Many times over the years I have wondered what the end was like. When did they realize they were being attacked? Why didn't they attempt to defend themselves? What went through their minds in those last minutes before losing consciousness? They knew that they were dying on a temporary sandbar in an obscure river in unknown territory. Each surely thought about the wife he was leaving behind, who loved him and would miss him like life itself. They must have pictured the nine children among them, one still unborn, who would wonder what happened to Daddy. I imagine they felt they had failed in their objective of taking the gospel to a needy and murderous tribe, as they lay dying, bodies pierced by the wooden spears of Gikita and Nampa and Kimo and Nimonga and Mincaye and Dyuwi.
After the murders, my Aunt Rachel continued learning the Huao language, taking the apostle Paul's words as a personal promise. "Those who were not told will see, and those who have not heard will understand." Dayuma also believed the words Rachel taught her from the Bible and decided to return to her people, to teach them what she had learned about God and the outside world of the cowodi. Less than three years after the massacre, Aunt Rachel and Jim Elliot's widow, Elisabeth, had made contact and were living among the tribe. There they practiced basic medicine and began to notate an oral language in hopes of someday translating the Scriptures into Huao-tidido (the Huao language).
I grew up in Quito, Ecuador, and enjoyed spending school vacations whenever I could with my Aunt Rachel among the Huaorani. Being fatherless did not make me unique there: most others had lost family in intratribal killings. Though I knew which men had killed Dad, it was not something I asked about. According to Huaorani tradition, as my father's oldest son I would be primarily responsible for avenging his death in kind, so I never wanted to appear too interested in the particulars. Even Aunt Rachel, who died last year after 37 years with the Huaorani, knew very little of the details.
But finally, last year, during my most recent journey to build a new airstrip and clinic with the Huaorani, I asked the evangelist Dyuwi how many times he had killed before he began to walk on God's trail as a young man.
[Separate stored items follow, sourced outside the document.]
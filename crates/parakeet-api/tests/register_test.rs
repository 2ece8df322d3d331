//! HTTP surface tests: registration, airdrop registration, auth, health.

use std::sync::Arc;
use std::time::Duration;

use anyhow::Result;
use async_trait::async_trait;
use axum_test::TestServer;
use tokio::sync::RwLock;

use parakeet_api::setup::lanes::build_lanes;
use parakeet_api::setup::routes::setup_routes;
use parakeet_api::state::{AppState, PlatformAdapters};
use parakeet_api::workers::support::ProfileDirectory;
use parakeet_api::workers::WorkerDeps;
use parakeet_core::config::{
    AgentKitConfig, BaseConfig, Config, LaneConfig, LaunchpadConfig, LlmConfig, SocialConfig,
};
use parakeet_infra::{Cache, MemoryCache};
use parakeet_queue::SerialQueue;
use parakeet_services::{
    AgentKit, AirdropReceipt, Completion, ContextMessage, GithubClient, LanguageModel,
    LaunchpadClient, NftCollectionSpec, SocialPlatform, SvmAgentKits, ToolSpec, Tweet, UserProfile,
};

struct StubSocial;

#[async_trait]
impl SocialPlatform for StubSocial {
    async fn user_by_username(&self, username: &str) -> Result<UserProfile> {
        Ok(UserProfile {
            id: format!("uid-{}", username),
            username: username.to_string(),
            public_metrics: None,
        })
    }
    async fn user_by_id(&self, user_id: &str) -> Result<UserProfile> {
        Ok(UserProfile {
            id: user_id.to_string(),
            username: "someone".to_string(),
            public_metrics: None,
        })
    }
    async fn mention_timeline(&self, _user_id: &str) -> Result<Vec<Tweet>> {
        Ok(Vec::new())
    }
    async fn user_timeline(&self, _user_id: &str, _max_results: u32) -> Result<Vec<Tweet>> {
        Ok(Vec::new())
    }
    async fn post_tweet(&self, _text: &str) -> Result<String> {
        Ok("tweet-id".to_string())
    }
    async fn post_reply(
        &self,
        _text: &str,
        _in_reply_to: &str,
        _media_ids: &[String],
    ) -> Result<String> {
        Ok("reply-id".to_string())
    }
    async fn upload_media(&self, _bytes: Vec<u8>, _mime_type: &str) -> Result<String> {
        Ok("media-id".to_string())
    }
    async fn fetch_image(&self, _url: &str) -> Result<(Vec<u8>, String)> {
        Ok((Vec::new(), "image/png".to_string()))
    }
}

struct StubLlm;

#[async_trait]
impl LanguageModel for StubLlm {
    async fn complete(&self, _prompt: &str, _context: &[ContextMessage]) -> Result<String> {
        Ok("stub".to_string())
    }
    async fn complete_with_tools(
        &self,
        _prompt: &str,
        _context: &[ContextMessage],
        _tools: &[ToolSpec],
    ) -> Result<Completion> {
        Ok(Completion::default())
    }
}

struct StubKit;

#[async_trait]
impl AgentKit for StubKit {
    async fn deploy_token(&self, _: &str, _: &str, _: &str, _: u8, _: u64) -> Result<String> {
        Ok("mint".to_string())
    }
    async fn create_nft_collection(&self, _: &NftCollectionSpec) -> Result<String> {
        Ok("collection".to_string())
    }
    async fn trade(&self, _: &str, _: f64, _: &str, _: f64) -> Result<String> {
        Ok("sig".to_string())
    }
    async fn lend(&self, _: f64) -> Result<String> {
        Ok("sig".to_string())
    }
    async fn stake(&self, _: f64) -> Result<String> {
        Ok("sig".to_string())
    }
    async fn airdrop(&self, _: &str, _: u64, _: &[String]) -> Result<AirdropReceipt> {
        Ok(AirdropReceipt {
            signature: "sig".to_string(),
            cost_estimate: 0,
        })
    }
    async fn fetch_price(&self, _: &str) -> Result<String> {
        Ok("1.0".to_string())
    }
}

fn test_config(service_api_key: Option<String>) -> Config {
    Config {
        base: BaseConfig {
            server_port: 0,
            cors_origins: vec!["*".to_string()],
            environment: "test".to_string(),
            service_api_key,
        },
        social: SocialConfig {
            api_base: "http://127.0.0.1:1".to_string(),
            upload_base: "http://127.0.0.1:1".to_string(),
            bearer_token: "token".to_string(),
            default_handle: "parakeetbot".to_string(),
            user_profile_ttl_secs: 86_400,
        },
        llm: LlmConfig {
            api_base: "http://127.0.0.1:1".to_string(),
            api_key: "key".to_string(),
            model: "gpt-4o".to_string(),
        },
        agentkit: AgentKitConfig {
            api_base: "http://127.0.0.1:1".to_string(),
            rpc_endpoint: None,
            private_key: None,
        },
        launchpad: LaunchpadConfig {
            api_base: "http://127.0.0.1:1".to_string(),
            api_key: None,
            metadata_endpoint: "http://127.0.0.1:1/api/ipfs".to_string(),
        },
        lanes: LaneConfig {
            reply_window: 1,
            tweet_window: 1,
            mentions_window: 1,
            reply_reset_interval: Duration::from_secs(3600),
            priority_reply_reset_interval: Duration::from_secs(3600),
            tweet_reset_interval: Duration::from_secs(3600),
            mentions_reset_interval: Duration::from_secs(3600),
            tools_reset_interval: Duration::from_secs(3600),
            hot_profiles_reset_interval: Duration::from_secs(3600),
        },
        http_timeout: Duration::from_secs(5),
    }
}

fn test_state(config: Config) -> Arc<AppState> {
    let cache: Arc<dyn Cache> = Arc::new(MemoryCache::new());
    let social: Arc<dyn SocialPlatform> = Arc::new(StubSocial);
    let llm: Arc<dyn LanguageModel> = Arc::new(StubLlm);
    let agent_kits = Arc::new(SvmAgentKits::new(
        Arc::new(StubKit),
        &config.agentkit.api_base,
        config.http_timeout,
    ));
    let launchpad = Arc::new(LaunchpadClient::new(&config.launchpad, config.http_timeout).unwrap());
    let github = Arc::new(GithubClient::new(config.http_timeout).unwrap());

    let reply_queue = SerialQueue::new();
    let priority_queue = SerialQueue::new();
    let deps = Arc::new(WorkerDeps {
        cache: cache.clone(),
        social: social.clone(),
        llm: llm.clone(),
        profiles: ProfileDirectory::new(social.clone(), cache.clone(), Duration::from_secs(60)),
        agent_kits: agent_kits.clone(),
        launchpad: launchpad.clone(),
        github: github.clone(),
        reply_queue: reply_queue.clone(),
        priority_queue: priority_queue.clone(),
    });
    let lanes = build_lanes(&config, deps, reply_queue, priority_queue);

    Arc::new(AppState {
        config,
        cache,
        social,
        llm,
        agent_kits,
        launchpad,
        github,
        lanes,
        adapters: RwLock::new(PlatformAdapters::default()),
    })
}

fn server(state: Arc<AppState>) -> TestServer {
    let config = state.config.clone();
    let router = setup_routes(&config, state).unwrap();
    TestServer::new(router).unwrap()
}

fn registration_payload() -> serde_json::Value {
    serde_json::json!({
        "details": {
            "metadata": { "handle": "craftybot" },
            "prompt": ["write a short post about ai agents"],
            "replies_prompt": "reply in a friendly tone",
            "tools_catch_phrase": "under the rule of @craftybot",
            "tools": { "swap_tokens": true, "stake_sol": true },
            "agent_kits": [{
                "name": "alt",
                "tweet_catch_phrase": "with my alt wallet",
                "environments": {
                    "rpc_endpoint": "https://rpc.example.com",
                    "private_key": "secret"
                }
            }]
        }
    })
}

#[tokio::test]
async fn test_register_accepts_valid_payload() {
    let state = test_state(test_config(None));
    let server = server(state.clone());

    let response = server
        .post("/api/bot/start")
        .json(&registration_payload())
        .await;
    response.assert_status_ok();
    let body: serde_json::Value = response.json();
    assert_eq!(body["message"], "request registered in queue");

    // The extra agent kit was registered.
    assert_eq!(state.agent_kits.len(), 1);
}

#[tokio::test]
async fn test_register_rejects_missing_details() {
    let state = test_state(test_config(None));
    let server = server(state);

    let response = server
        .post("/api/bot/start")
        .json(&serde_json::json!({ "wrong": true }))
        .await;
    response.assert_status_bad_request();
    let body: serde_json::Value = response.json();
    assert_eq!(body["code"], "INVALID_INPUT");
}

#[tokio::test]
async fn test_register_rejects_empty_prompts() {
    let state = test_state(test_config(None));
    let server = server(state);

    let mut payload = registration_payload();
    payload["details"]["prompt"] = serde_json::json!([]);
    let response = server.post("/api/bot/start").json(&payload).await;
    response.assert_status_bad_request();
}

#[tokio::test]
async fn test_service_key_is_enforced() {
    let state = test_state(test_config(Some("sekret".to_string())));
    let server = server(state);

    let denied = server
        .post("/api/bot/start")
        .json(&registration_payload())
        .await;
    denied.assert_status_unauthorized();

    let allowed = server
        .post("/api/bot/start")
        .add_header("x-api-key", "sekret")
        .json(&registration_payload())
        .await;
    allowed.assert_status_ok();
}

#[tokio::test]
async fn test_airdrop_registration_round_trip() {
    let state = test_state(test_config(None));
    let server = server(state.clone());

    let response = server
        .post("/api/bot/airdrop")
        .json(&serde_json::json!({
            "tweet_id": "99",
            "limit": 3,
            "validator_prompt": "is this quote tweet worthy?",
            "min_followers_count": 100
        }))
        .await;
    response.assert_status_ok();
    let body: serde_json::Value = response.json();
    assert_eq!(body["tweet_id"], "99");

    // Registered airdrop is in the cache under the namespaced key.
    let raw = state
        .cache
        .get(&parakeet_infra::cache_key(
            parakeet_core::models::airdrop::ACTIVE_AIRDROPS_KEY,
        ))
        .await
        .expect("airdrop registry missing");
    assert!(raw.contains("\"99\""));
}

#[tokio::test]
async fn test_health_reports_all_lanes() {
    let state = test_state(test_config(None));
    let server = server(state);

    let response = server.get("/health").await;
    response.assert_status_ok();
    let body: serde_json::Value = response.json();
    assert_eq!(body["status"], "healthy");
    assert_eq!(body["lanes"].as_array().unwrap().len(), 14);
}

#[tokio::test]
async fn test_liveness_and_readiness() {
    let state = test_state(test_config(None));
    let server = server(state);

    server.get("/live").await.assert_status_ok();
    server.get("/ready").await.assert_status_ok();
}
We were sitting outside Dayuma's house in the village of Tonampade, named after one of my childhood friends, Tona. He became the first Huao martyr, speared while trying to reach his downriver relatives with the gospel. I sat in the shade with Dyuwi and others, some of us swinging in hammocks and some squatting by an open groundfire. Children played nearby with clipped-winged birds. In a rush of stories, Dyuwi, Kimo, Dawa, Gikita, and Mincaye, all participants that day on the beach, paid me a high compliment by speaking openly of the killing. They knew that all of us have experienced God's forgiveness and that they had nothing to fear from me.
As they described their recollections, it occurred to me how incredibly unlikely it was that the Palm Beach killing took place at all; it is an anomaly that I cannot explain outside of divine intervention.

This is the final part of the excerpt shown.